## Stored items
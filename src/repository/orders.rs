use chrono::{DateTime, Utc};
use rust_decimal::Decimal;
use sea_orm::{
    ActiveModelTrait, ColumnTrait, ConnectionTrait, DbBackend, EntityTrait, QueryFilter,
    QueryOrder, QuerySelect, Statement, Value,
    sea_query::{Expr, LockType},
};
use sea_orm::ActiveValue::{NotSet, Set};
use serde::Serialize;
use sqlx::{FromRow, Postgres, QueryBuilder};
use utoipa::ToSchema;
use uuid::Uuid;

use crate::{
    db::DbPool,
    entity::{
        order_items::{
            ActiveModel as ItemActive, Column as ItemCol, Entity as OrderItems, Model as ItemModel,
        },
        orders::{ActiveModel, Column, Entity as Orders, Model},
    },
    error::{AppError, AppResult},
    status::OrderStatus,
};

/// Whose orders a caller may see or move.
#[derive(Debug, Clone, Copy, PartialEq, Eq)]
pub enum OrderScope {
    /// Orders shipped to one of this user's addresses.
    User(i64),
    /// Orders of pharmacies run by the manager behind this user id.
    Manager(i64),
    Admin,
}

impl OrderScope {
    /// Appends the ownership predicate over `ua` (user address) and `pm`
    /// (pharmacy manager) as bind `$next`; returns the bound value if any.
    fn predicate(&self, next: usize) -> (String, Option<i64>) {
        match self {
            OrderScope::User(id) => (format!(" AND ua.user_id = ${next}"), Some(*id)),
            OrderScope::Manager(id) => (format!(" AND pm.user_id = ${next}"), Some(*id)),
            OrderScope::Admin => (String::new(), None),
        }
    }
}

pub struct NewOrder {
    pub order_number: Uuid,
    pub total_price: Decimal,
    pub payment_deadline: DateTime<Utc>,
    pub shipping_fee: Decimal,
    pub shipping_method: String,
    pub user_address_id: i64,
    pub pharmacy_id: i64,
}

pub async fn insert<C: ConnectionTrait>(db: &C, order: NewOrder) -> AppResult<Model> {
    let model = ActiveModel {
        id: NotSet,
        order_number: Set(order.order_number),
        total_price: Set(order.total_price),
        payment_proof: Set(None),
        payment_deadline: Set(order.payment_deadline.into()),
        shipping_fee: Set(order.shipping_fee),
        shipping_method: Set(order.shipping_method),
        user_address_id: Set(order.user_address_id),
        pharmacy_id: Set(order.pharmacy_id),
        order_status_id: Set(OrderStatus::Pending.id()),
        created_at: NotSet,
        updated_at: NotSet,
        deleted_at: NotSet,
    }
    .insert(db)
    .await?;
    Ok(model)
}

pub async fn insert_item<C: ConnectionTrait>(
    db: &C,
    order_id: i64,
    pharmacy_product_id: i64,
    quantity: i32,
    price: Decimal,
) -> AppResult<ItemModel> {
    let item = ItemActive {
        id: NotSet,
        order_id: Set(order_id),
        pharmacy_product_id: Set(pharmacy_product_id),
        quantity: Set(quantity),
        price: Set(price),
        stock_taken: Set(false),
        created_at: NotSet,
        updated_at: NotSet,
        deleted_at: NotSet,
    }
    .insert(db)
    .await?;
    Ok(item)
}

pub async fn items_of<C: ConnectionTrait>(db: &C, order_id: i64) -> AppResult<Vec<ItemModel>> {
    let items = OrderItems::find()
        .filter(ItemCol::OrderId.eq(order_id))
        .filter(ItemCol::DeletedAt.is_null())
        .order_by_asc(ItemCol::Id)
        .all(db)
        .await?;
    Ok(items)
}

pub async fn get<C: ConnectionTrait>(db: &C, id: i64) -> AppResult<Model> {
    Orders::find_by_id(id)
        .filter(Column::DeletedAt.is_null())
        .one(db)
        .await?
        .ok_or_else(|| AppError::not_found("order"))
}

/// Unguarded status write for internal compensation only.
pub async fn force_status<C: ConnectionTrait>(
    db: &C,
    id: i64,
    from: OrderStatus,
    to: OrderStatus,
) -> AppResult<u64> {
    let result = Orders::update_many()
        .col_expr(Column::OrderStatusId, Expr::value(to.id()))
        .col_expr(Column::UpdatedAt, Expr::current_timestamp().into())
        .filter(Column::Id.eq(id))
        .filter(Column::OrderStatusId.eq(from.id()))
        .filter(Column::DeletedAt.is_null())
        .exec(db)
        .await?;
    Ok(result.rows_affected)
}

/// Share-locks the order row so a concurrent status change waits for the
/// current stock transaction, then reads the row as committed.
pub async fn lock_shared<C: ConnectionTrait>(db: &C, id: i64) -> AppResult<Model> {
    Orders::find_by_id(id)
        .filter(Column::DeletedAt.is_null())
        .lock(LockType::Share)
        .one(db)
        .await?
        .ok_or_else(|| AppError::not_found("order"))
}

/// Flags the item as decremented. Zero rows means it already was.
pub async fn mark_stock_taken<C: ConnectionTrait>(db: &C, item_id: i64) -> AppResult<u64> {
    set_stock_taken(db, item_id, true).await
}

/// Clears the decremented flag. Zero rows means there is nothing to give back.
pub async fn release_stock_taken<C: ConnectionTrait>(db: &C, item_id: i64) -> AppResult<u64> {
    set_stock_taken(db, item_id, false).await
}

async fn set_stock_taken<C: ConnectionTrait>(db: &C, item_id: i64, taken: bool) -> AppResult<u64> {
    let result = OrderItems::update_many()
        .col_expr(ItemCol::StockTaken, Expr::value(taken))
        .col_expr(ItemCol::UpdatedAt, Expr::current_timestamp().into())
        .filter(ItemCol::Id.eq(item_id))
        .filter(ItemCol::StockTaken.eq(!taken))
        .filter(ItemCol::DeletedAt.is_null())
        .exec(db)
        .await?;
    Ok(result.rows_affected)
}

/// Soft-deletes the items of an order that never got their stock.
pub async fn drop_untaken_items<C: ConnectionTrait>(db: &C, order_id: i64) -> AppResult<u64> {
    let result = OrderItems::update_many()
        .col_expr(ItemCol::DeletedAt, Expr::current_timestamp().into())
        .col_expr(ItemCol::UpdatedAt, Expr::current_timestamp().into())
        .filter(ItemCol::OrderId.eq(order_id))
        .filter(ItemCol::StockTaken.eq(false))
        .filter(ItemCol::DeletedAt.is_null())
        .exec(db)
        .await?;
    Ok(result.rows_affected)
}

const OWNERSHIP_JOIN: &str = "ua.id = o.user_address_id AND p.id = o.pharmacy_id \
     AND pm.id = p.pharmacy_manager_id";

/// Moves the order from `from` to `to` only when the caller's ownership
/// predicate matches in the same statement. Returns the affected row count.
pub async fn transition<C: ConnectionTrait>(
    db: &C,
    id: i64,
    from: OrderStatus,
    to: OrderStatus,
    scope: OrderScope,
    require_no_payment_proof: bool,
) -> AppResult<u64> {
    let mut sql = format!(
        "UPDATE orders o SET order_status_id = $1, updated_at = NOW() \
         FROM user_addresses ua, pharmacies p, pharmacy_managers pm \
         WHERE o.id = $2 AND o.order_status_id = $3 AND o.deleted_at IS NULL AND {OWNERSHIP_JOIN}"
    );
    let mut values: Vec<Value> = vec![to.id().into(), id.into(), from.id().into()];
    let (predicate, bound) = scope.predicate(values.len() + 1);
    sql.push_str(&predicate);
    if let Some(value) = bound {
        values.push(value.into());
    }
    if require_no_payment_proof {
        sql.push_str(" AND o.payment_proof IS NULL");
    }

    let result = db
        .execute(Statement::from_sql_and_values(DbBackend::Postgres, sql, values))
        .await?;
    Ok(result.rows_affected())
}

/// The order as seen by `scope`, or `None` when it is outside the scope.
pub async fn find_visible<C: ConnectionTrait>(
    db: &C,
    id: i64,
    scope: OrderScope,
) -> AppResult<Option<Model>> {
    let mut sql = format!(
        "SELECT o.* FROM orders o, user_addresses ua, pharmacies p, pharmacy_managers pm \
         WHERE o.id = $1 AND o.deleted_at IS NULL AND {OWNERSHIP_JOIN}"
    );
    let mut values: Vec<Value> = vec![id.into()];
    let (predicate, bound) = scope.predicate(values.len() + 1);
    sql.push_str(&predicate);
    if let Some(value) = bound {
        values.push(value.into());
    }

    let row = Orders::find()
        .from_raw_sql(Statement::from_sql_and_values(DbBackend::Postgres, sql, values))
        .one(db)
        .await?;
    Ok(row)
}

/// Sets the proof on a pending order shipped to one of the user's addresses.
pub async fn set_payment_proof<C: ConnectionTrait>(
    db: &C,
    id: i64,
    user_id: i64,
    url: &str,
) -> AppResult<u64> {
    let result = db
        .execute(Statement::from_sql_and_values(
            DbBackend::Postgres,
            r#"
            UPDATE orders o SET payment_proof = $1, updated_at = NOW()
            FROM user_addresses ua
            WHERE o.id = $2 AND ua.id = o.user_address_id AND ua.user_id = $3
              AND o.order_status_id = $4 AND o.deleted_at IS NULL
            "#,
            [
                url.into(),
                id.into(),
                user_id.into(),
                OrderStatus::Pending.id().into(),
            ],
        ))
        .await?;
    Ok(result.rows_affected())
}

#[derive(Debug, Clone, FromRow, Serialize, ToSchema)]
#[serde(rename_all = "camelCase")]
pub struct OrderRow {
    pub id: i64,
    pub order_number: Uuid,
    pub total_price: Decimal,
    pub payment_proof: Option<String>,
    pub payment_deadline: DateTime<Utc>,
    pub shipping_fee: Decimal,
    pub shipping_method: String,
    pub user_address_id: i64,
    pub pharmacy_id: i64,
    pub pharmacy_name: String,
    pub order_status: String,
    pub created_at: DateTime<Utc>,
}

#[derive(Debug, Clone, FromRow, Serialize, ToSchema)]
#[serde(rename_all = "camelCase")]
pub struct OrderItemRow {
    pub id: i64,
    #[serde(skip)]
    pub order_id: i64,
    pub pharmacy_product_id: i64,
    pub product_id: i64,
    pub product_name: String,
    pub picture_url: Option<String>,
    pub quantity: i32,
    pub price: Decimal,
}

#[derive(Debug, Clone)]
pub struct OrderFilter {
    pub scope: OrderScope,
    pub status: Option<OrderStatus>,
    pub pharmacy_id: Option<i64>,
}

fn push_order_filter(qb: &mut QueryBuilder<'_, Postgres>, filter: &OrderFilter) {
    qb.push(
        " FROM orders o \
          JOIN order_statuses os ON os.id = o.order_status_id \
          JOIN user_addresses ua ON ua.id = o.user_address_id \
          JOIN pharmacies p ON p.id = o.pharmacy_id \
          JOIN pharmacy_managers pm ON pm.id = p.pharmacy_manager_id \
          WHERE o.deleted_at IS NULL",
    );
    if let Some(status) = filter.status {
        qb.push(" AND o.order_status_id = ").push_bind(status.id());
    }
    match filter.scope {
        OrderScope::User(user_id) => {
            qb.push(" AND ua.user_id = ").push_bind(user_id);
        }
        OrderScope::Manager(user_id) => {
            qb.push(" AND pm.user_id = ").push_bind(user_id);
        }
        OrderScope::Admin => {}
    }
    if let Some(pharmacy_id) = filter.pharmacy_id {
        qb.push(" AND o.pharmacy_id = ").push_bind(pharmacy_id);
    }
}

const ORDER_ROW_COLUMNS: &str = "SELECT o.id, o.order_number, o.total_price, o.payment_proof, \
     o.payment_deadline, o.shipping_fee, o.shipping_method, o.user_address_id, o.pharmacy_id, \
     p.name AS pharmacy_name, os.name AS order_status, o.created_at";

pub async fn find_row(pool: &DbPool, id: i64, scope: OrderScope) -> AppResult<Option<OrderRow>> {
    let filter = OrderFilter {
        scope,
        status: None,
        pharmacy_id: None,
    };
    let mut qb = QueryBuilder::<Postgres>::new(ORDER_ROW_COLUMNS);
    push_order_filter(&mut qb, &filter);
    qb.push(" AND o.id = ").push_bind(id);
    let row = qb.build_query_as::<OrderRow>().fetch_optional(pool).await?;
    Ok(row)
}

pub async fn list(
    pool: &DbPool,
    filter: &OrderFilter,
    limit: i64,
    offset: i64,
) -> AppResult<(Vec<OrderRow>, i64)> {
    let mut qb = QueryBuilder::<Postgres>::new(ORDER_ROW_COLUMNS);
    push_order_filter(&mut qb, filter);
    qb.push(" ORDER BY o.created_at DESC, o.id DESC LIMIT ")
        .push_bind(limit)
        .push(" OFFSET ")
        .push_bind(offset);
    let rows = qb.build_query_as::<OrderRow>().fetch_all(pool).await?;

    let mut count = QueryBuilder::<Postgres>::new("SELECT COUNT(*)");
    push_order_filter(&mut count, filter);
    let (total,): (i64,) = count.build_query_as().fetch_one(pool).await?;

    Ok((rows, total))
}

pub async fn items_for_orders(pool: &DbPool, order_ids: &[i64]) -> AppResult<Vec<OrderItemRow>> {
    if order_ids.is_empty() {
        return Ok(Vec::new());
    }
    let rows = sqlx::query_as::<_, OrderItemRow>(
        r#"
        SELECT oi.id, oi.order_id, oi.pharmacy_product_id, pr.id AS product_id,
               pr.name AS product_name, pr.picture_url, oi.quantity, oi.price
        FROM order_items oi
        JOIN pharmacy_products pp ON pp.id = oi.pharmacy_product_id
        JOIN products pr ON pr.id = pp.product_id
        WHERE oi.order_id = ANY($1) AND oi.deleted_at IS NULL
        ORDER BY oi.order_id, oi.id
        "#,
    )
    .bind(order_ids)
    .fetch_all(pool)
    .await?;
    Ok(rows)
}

## What the task requires
Every line of the data that includes the word "WHERE" should be copied.

## Answer area
         WHERE o.id = $2 AND o.order_status_id = $3 AND o.deleted_at IS NULL AND {OWNERSHIP_JOIN}"
         WHERE o.id = $1 AND o.deleted_at IS NULL AND {OWNERSHIP_JOIN}"
            WHERE o.id = $2 AND ua.id = o.user_address_id AND ua.user_id = $3
          WHERE o.deleted_at IS NULL",
        WHERE oi.order_id = ANY($1) AND oi.deleted_at IS NULL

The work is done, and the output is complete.